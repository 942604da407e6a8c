//! Embedded full-text backend
//!
//! Keeps job offers in an in-memory Tantivy index. Useful to run the
//! gateway without a cluster and as the store behind the API tests.

use std::sync::{Arc, Mutex};

use async_trait::async_trait;
use common::{JobOffer, JobOfferPatch};
use tantivy::{
    Document, Index, IndexReader, IndexWriter, ReloadPolicy, Term,
    collector::TopDocs,
    query::{AllQuery, BooleanQuery, Occur, Query, TermQuery},
    schema::{Field, IndexRecordOption, NumericOptions, STORED, STRING, Schema, TEXT},
    tokenizer::TokenStream,
};
use tracing::debug;
use uuid::Uuid;

use super::{DEFAULT_RESULT_WINDOW, DocumentStore, SEARCH_FIELDS, StoreError};

/// Index writer heap (50MB)
const WRITER_HEAP_BYTES: usize = 50_000_000;

/// Field handles of the job offer schema
#[derive(Clone, Copy)]
struct Fields {
    id: Field,
    job: Field,
    company: Field,
    address: Field,
    date: Field,
    link: Field,
    salary: Field,
    description: Field,
}

/// Builds the Tantivy schema for job offers
fn build_schema() -> (Schema, Fields) {
    let mut schema_builder = Schema::builder();

    // Id: exact-match lookups only
    let id = schema_builder.add_text_field("id", STRING | STORED);

    // Searchable text, stored so documents can be returned whole
    let job = schema_builder.add_text_field(SEARCH_FIELDS[0], TEXT | STORED);
    let company = schema_builder.add_text_field(SEARCH_FIELDS[1], TEXT | STORED);
    let address = schema_builder.add_text_field(SEARCH_FIELDS[2], TEXT | STORED);
    let description = schema_builder.add_text_field(SEARCH_FIELDS[3], TEXT | STORED);

    // Stored as-is, never searched
    let date = schema_builder.add_text_field("Date", STORED);
    let link = schema_builder.add_text_field("Link", STORED);
    let salary = schema_builder.add_f64_field("Salary", NumericOptions::default().set_stored());

    let fields = Fields {
        id,
        job,
        company,
        address,
        date,
        link,
        salary,
        description,
    };
    (schema_builder.build(), fields)
}

struct Inner {
    index: Index,
    reader: IndexReader,
    writer: Mutex<IndexWriter>,
    fields: Fields,
}

/// Job offer store backed by an in-memory Tantivy index.
///
/// Writes are committed and made searchable before they return.
#[derive(Clone)]
pub struct EmbeddedStore {
    inner: Arc<Inner>,
}

impl EmbeddedStore {
    pub fn new() -> Result<Self, StoreError> {
        let (schema, fields) = build_schema();
        let index = Index::create_in_ram(schema);
        let writer = index.writer_with_num_threads(1, WRITER_HEAP_BYTES)?;
        let reader: IndexReader = index
            .reader_builder()
            .reload_policy(ReloadPolicy::Manual)
            .try_into()?;

        Ok(Self {
            inner: Arc::new(Inner {
                index,
                reader,
                writer: Mutex::new(writer),
                fields,
            }),
        })
    }

    /// Runs blocking index work off the async runtime
    async fn run<T, F>(&self, work: F) -> Result<T, StoreError>
    where
        T: Send + 'static,
        F: FnOnce(&Inner) -> Result<T, StoreError> + Send + 'static,
    {
        let inner = Arc::clone(&self.inner);
        tokio::task::spawn_blocking(move || work(&inner))
            .await
            .map_err(|e| StoreError::Internal(format!("index task failed: {e}")))?
    }
}

impl Inner {
    fn lock_writer(&self) -> Result<std::sync::MutexGuard<'_, IndexWriter>, StoreError> {
        self.writer
            .lock()
            .map_err(|_| StoreError::Internal("index writer lock poisoned".to_string()))
    }

    /// Commits pending writes and makes them visible to searchers
    fn commit(&self, writer: &mut IndexWriter) -> Result<(), StoreError> {
        writer.commit()?;
        self.reader.reload()?;
        Ok(())
    }

    fn to_document(&self, id: &str, offer: &JobOffer) -> Document {
        let f = &self.fields;
        let mut doc = Document::new();
        doc.add_text(f.id, id);

        let texts = [
            (f.job, &offer.job),
            (f.company, &offer.company),
            (f.address, &offer.address),
            (f.date, &offer.date),
            (f.link, &offer.link),
            (f.description, &offer.description),
        ];
        for (field, value) in texts {
            if let Some(text) = value {
                doc.add_text(field, text);
            }
        }
        if let Some(salary) = offer.salary {
            doc.add_f64(f.salary, salary);
        }
        doc
    }

    fn read_offer(&self, doc: &Document) -> Result<JobOffer, StoreError> {
        let f = &self.fields;
        let text = |field: Field| {
            doc.get_first(field)
                .and_then(|v| v.as_text())
                .map(str::to_string)
        };

        let id = text(f.id)
            .ok_or_else(|| StoreError::Internal("stored document has no id".to_string()))?;
        Ok(JobOffer {
            id: Some(id),
            job: text(f.job),
            company: text(f.company),
            address: text(f.address),
            date: text(f.date),
            link: text(f.link),
            salary: doc.get_first(f.salary).and_then(|v| v.as_f64()),
            description: text(f.description),
        })
    }

    fn id_term(&self, id: &str) -> Term {
        Term::from_field_text(self.fields.id, id)
    }

    /// Runs `query` and returns up to `limit` offers in score order
    fn collect(&self, query: &dyn Query, limit: usize) -> Result<Vec<JobOffer>, StoreError> {
        let searcher = self.reader.searcher();
        let top_docs = searcher.search(query, &TopDocs::with_limit(limit))?;

        top_docs
            .into_iter()
            .map(|(_score, address)| {
                let doc = searcher.doc(address)?;
                self.read_offer(&doc)
            })
            .collect()
    }

    fn find(&self, id: &str) -> Result<Option<JobOffer>, StoreError> {
        let query = TermQuery::new(self.id_term(id), IndexRecordOption::Basic);
        Ok(self.collect(&query, 1)?.into_iter().next())
    }

    /// Free-text query: every token of `text`, analyzed per search field,
    /// as an optional clause. Punctuation is never query syntax.
    fn text_query(&self, text: &str) -> Result<BooleanQuery, StoreError> {
        let f = &self.fields;
        let mut clauses: Vec<(Occur, Box<dyn Query>)> = Vec::new();

        for field in [f.job, f.company, f.address, f.description] {
            let analyzer = self.index.tokenizer_for_field(field)?;
            let mut stream = analyzer.token_stream(text);
            while stream.advance() {
                let term = Term::from_field_text(field, &stream.token().text);
                let query = TermQuery::new(term, IndexRecordOption::WithFreqs);
                clauses.push((Occur::Should, Box::new(query)));
            }
        }
        Ok(BooleanQuery::new(clauses))
    }

    fn search(&self, query: Option<&str>) -> Result<Vec<JobOffer>, StoreError> {
        match query {
            Some(text) => {
                let query = self.text_query(text)?;
                self.collect(&query, DEFAULT_RESULT_WINDOW)
            }
            None => self.collect(&AllQuery, DEFAULT_RESULT_WINDOW),
        }
    }
}

#[async_trait]
impl DocumentStore for EmbeddedStore {
    async fn index(&self, source: &JobOffer, _refresh: bool) -> Result<String, StoreError> {
        let source = source.clone();
        self.run(move |inner| {
            let id = Uuid::new_v4().simple().to_string();
            let mut writer = inner.lock_writer()?;
            writer.add_document(inner.to_document(&id, &source))?;
            inner.commit(&mut writer)?;
            debug!(%id, "indexed job offer");
            Ok(id)
        })
        .await
    }

    async fn get(&self, id: &str) -> Result<Option<JobOffer>, StoreError> {
        let id = id.to_string();
        self.run(move |inner| inner.find(&id)).await
    }

    async fn update(&self, id: &str, patch: &JobOfferPatch) -> Result<(), StoreError> {
        let id = id.to_string();
        let patch = patch.clone();
        self.run(move |inner| {
            // Holding the writer serializes read-modify-write cycles
            let mut writer = inner.lock_writer()?;
            let mut offer = inner
                .find(&id)?
                .ok_or_else(|| StoreError::rejected(404, format!("[{id}]: document missing")))?;

            patch.apply_to(&mut offer);
            writer.delete_term(inner.id_term(&id));
            writer.add_document(inner.to_document(&id, &offer))?;
            inner.commit(&mut writer)
        })
        .await
    }

    async fn delete(&self, id: &str) -> Result<(), StoreError> {
        let id = id.to_string();
        self.run(move |inner| {
            let mut writer = inner.lock_writer()?;
            if inner.find(&id)?.is_none() {
                return Err(StoreError::rejected(404, "not_found"));
            }
            writer.delete_term(inner.id_term(&id));
            inner.commit(&mut writer)
        })
        .await
    }

    async fn search(&self, query: Option<&str>) -> Result<Vec<JobOffer>, StoreError> {
        let query = query.map(str::to_string);
        self.run(move |inner| inner.search(query.as_deref())).await
    }
}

*-*-*

**DIRECTIONS**
Looking over the records, find each line with the word "ReloadPolicy" and copy it.

**REPLY TO THE TASK**
    Document, Index, IndexReader, IndexWriter, ReloadPolicy, Term,
            .reload_policy(ReloadPolicy::Manual)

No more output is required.